Input material:
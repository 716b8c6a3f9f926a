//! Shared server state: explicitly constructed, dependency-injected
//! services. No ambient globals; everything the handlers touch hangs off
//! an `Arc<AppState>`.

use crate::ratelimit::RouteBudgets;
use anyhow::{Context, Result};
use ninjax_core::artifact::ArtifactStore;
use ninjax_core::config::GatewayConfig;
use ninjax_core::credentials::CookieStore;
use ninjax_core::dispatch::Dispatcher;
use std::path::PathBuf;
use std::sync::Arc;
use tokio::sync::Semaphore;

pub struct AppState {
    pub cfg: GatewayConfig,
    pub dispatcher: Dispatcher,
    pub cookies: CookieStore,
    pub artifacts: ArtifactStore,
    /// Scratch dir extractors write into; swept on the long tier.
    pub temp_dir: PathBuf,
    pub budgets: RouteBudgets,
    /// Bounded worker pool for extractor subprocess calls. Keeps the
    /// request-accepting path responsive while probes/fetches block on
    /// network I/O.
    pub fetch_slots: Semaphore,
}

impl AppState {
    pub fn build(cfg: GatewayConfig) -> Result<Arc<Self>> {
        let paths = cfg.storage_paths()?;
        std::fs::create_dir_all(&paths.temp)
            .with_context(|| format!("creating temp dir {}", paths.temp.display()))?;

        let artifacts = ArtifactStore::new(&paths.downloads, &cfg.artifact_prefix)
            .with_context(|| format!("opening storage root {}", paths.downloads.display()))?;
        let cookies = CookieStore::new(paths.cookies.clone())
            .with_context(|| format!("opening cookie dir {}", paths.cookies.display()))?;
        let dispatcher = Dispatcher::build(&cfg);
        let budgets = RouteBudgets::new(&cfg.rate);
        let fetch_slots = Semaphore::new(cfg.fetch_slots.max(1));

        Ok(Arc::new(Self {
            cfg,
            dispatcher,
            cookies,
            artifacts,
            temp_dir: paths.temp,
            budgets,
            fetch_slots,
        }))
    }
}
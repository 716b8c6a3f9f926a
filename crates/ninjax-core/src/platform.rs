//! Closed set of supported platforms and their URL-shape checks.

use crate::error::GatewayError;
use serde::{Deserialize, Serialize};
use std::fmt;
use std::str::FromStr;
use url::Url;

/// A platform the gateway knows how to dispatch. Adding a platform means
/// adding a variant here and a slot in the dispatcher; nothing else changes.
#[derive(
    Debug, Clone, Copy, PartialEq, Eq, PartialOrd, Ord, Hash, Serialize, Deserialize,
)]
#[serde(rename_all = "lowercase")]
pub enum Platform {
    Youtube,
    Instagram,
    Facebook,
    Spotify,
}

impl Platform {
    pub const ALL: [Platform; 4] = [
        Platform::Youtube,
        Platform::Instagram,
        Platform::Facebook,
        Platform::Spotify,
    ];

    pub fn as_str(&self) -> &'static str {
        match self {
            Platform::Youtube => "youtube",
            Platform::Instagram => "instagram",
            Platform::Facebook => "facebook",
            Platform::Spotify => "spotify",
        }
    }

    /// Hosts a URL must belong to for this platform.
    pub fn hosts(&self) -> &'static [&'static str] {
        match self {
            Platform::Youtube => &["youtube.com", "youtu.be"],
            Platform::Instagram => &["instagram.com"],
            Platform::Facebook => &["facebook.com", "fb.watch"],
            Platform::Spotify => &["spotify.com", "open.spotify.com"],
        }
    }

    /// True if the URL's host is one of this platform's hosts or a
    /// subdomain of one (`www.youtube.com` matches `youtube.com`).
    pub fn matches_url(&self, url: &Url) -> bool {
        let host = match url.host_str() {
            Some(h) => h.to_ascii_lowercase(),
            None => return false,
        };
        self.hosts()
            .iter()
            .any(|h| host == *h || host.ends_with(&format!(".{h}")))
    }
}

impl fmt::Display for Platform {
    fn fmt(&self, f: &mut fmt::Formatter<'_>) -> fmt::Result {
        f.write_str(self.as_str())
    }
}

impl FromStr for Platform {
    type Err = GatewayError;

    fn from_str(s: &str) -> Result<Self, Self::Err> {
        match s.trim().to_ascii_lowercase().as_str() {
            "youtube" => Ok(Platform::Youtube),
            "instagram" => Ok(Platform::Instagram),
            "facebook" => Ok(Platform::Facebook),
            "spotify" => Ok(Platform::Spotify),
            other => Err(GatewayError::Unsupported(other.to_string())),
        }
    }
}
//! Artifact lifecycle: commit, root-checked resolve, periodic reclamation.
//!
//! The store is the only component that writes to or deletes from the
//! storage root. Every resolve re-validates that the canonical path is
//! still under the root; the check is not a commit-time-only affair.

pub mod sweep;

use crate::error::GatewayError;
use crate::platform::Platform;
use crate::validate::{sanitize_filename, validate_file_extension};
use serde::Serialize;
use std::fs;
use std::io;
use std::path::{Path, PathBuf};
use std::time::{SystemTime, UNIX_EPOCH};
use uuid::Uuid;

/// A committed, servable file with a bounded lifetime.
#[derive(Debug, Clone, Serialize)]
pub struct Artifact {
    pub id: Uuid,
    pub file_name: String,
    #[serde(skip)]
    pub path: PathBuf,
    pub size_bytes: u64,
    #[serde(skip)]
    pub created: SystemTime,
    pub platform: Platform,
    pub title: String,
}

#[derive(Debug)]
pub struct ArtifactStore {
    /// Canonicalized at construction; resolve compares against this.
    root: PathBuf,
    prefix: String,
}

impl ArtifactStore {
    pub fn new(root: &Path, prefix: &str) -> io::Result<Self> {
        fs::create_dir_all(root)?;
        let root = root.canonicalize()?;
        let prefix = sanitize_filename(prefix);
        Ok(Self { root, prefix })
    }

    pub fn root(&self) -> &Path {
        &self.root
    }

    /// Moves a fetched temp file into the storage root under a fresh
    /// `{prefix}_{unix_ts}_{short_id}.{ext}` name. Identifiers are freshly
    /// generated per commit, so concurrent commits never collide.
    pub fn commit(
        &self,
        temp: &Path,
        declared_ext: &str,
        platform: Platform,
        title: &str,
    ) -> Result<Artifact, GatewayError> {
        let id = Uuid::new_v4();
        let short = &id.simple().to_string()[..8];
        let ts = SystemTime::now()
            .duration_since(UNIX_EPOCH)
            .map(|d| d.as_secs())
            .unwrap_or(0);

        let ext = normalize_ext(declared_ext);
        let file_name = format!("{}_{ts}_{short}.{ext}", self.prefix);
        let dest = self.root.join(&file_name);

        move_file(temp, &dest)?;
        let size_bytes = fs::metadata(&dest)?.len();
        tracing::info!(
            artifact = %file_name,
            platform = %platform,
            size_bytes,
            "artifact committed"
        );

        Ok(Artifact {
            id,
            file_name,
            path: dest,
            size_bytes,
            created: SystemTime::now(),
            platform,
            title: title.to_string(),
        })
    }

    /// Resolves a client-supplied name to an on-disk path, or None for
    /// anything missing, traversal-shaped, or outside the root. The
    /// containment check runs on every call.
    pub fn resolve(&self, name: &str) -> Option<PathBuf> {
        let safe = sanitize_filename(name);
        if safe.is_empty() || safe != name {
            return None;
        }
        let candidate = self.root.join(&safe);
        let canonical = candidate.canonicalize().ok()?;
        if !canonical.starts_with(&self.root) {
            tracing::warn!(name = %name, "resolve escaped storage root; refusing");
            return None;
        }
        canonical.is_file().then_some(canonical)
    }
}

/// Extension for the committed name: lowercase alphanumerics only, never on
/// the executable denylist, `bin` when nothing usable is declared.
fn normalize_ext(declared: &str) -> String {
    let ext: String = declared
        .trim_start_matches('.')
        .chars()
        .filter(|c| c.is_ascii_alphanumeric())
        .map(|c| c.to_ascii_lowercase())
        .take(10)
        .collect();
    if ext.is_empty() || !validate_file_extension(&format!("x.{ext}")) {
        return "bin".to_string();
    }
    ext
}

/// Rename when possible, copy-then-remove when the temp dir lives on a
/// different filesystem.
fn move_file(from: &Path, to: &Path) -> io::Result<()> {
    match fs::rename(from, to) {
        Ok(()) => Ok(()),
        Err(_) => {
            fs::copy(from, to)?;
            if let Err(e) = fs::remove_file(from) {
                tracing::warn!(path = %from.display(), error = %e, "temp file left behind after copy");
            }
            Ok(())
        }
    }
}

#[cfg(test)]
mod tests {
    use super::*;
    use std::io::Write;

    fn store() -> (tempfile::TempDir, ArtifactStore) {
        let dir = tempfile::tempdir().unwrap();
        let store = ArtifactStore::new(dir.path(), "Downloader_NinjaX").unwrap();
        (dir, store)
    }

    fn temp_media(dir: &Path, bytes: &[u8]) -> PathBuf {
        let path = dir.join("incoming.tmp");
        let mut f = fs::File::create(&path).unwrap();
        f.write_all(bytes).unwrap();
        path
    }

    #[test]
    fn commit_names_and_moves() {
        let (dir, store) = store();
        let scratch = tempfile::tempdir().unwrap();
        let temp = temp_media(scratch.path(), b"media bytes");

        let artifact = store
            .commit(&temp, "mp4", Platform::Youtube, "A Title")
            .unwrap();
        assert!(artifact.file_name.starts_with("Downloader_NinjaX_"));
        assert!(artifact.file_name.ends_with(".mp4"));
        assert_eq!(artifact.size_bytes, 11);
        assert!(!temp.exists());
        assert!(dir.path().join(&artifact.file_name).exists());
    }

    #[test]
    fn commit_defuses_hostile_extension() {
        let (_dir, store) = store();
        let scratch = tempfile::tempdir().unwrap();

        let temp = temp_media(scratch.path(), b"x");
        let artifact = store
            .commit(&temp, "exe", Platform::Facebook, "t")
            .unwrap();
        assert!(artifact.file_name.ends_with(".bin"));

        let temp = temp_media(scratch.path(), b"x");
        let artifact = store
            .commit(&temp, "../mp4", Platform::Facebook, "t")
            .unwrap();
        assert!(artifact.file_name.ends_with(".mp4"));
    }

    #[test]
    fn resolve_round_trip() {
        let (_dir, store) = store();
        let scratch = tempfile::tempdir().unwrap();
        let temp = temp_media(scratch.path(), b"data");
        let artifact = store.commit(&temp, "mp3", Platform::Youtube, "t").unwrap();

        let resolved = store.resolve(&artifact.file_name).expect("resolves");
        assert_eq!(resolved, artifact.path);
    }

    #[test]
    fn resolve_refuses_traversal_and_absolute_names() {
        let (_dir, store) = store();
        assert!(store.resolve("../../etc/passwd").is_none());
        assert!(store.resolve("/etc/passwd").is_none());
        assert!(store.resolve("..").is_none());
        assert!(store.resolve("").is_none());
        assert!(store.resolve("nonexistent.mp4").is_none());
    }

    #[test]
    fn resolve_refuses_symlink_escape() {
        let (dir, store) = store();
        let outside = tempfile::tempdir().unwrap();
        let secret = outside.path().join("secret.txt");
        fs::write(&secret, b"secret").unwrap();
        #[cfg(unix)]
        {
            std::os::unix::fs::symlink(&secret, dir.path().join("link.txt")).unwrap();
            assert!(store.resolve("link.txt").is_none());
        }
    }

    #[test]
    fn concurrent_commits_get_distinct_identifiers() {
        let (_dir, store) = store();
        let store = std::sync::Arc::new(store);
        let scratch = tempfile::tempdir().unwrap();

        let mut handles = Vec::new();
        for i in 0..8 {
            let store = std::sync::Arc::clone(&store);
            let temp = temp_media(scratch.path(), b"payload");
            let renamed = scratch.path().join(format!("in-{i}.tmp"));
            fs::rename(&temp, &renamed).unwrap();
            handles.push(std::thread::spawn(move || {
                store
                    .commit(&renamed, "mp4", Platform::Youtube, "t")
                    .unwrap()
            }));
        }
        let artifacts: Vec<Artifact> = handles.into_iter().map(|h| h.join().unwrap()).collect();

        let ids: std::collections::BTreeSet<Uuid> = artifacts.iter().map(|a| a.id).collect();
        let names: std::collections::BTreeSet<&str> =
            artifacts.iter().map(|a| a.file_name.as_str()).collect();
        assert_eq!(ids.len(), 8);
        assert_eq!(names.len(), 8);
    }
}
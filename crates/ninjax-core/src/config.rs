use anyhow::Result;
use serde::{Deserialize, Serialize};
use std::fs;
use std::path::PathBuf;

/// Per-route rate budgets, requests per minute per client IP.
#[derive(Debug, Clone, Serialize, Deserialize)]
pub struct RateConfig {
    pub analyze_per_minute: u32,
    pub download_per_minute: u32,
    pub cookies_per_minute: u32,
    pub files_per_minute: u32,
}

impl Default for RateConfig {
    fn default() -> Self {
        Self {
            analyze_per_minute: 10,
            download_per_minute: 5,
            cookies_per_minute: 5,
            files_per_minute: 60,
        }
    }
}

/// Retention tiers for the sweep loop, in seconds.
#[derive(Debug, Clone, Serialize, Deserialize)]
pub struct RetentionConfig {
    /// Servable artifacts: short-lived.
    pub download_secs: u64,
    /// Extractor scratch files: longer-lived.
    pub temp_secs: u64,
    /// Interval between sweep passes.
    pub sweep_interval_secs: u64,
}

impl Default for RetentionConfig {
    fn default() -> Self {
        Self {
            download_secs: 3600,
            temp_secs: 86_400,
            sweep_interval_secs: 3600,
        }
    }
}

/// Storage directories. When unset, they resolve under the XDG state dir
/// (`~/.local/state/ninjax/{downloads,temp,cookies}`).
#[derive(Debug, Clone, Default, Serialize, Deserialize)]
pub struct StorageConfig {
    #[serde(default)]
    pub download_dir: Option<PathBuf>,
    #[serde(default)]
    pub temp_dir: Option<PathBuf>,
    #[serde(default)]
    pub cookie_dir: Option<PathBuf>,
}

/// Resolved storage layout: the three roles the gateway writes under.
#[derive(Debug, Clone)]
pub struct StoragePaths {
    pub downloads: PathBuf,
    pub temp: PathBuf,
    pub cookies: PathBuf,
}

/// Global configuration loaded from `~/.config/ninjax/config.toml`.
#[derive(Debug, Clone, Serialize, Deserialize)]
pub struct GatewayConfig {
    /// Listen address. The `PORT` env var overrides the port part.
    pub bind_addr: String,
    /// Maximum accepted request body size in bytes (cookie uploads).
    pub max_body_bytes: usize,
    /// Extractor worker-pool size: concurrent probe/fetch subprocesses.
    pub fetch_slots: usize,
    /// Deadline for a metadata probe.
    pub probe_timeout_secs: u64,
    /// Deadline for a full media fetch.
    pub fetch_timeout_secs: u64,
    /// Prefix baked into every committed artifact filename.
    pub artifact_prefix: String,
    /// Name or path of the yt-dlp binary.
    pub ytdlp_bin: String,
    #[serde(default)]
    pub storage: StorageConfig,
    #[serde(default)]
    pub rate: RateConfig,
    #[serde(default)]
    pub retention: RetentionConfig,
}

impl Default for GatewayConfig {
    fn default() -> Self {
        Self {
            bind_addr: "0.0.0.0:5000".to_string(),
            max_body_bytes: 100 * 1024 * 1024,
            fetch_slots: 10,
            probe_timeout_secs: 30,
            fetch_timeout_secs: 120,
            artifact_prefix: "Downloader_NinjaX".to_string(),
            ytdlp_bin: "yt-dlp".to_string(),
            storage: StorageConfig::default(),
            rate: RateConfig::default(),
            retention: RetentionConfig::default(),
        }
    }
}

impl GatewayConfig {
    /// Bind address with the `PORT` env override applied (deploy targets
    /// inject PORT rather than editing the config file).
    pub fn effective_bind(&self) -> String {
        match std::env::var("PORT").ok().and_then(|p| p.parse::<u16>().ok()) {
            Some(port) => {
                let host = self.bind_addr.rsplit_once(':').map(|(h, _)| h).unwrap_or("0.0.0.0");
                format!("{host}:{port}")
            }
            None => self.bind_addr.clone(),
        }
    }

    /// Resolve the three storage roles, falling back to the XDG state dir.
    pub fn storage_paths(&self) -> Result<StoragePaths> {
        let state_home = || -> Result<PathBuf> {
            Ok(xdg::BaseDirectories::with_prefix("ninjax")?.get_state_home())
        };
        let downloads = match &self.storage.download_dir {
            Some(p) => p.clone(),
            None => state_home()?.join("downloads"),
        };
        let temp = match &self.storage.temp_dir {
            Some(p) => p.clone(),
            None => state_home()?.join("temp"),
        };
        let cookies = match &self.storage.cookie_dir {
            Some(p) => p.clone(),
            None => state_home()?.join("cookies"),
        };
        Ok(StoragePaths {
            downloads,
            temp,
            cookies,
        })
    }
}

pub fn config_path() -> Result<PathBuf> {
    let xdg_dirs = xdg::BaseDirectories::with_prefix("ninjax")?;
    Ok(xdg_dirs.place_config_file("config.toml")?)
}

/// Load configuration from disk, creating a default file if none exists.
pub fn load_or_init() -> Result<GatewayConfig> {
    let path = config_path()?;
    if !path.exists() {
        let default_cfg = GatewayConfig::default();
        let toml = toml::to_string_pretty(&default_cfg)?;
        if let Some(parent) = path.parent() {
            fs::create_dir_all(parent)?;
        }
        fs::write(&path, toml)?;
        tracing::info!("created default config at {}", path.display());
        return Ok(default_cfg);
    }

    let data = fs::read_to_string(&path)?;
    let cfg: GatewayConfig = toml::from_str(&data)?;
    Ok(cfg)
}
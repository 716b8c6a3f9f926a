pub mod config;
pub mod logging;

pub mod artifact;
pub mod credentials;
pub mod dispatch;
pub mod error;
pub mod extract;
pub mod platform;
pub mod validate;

What you should do:
Nothing but the lines from the start of the data through the line holding "use ninjax_core::artifact::ArtifactStore;" should be restated, and each one exactly.

Written answer:
repository 716b8c6a3f9f926a
//! Shared server state: explicitly constructed, dependency-injected
//! services. No ambient globals; everything the handlers touch hangs off
//! an `Arc<AppState>`.

use crate::ratelimit::RouteBudgets;
use anyhow::{Context, Result};
use ninjax_core::artifact::ArtifactStore;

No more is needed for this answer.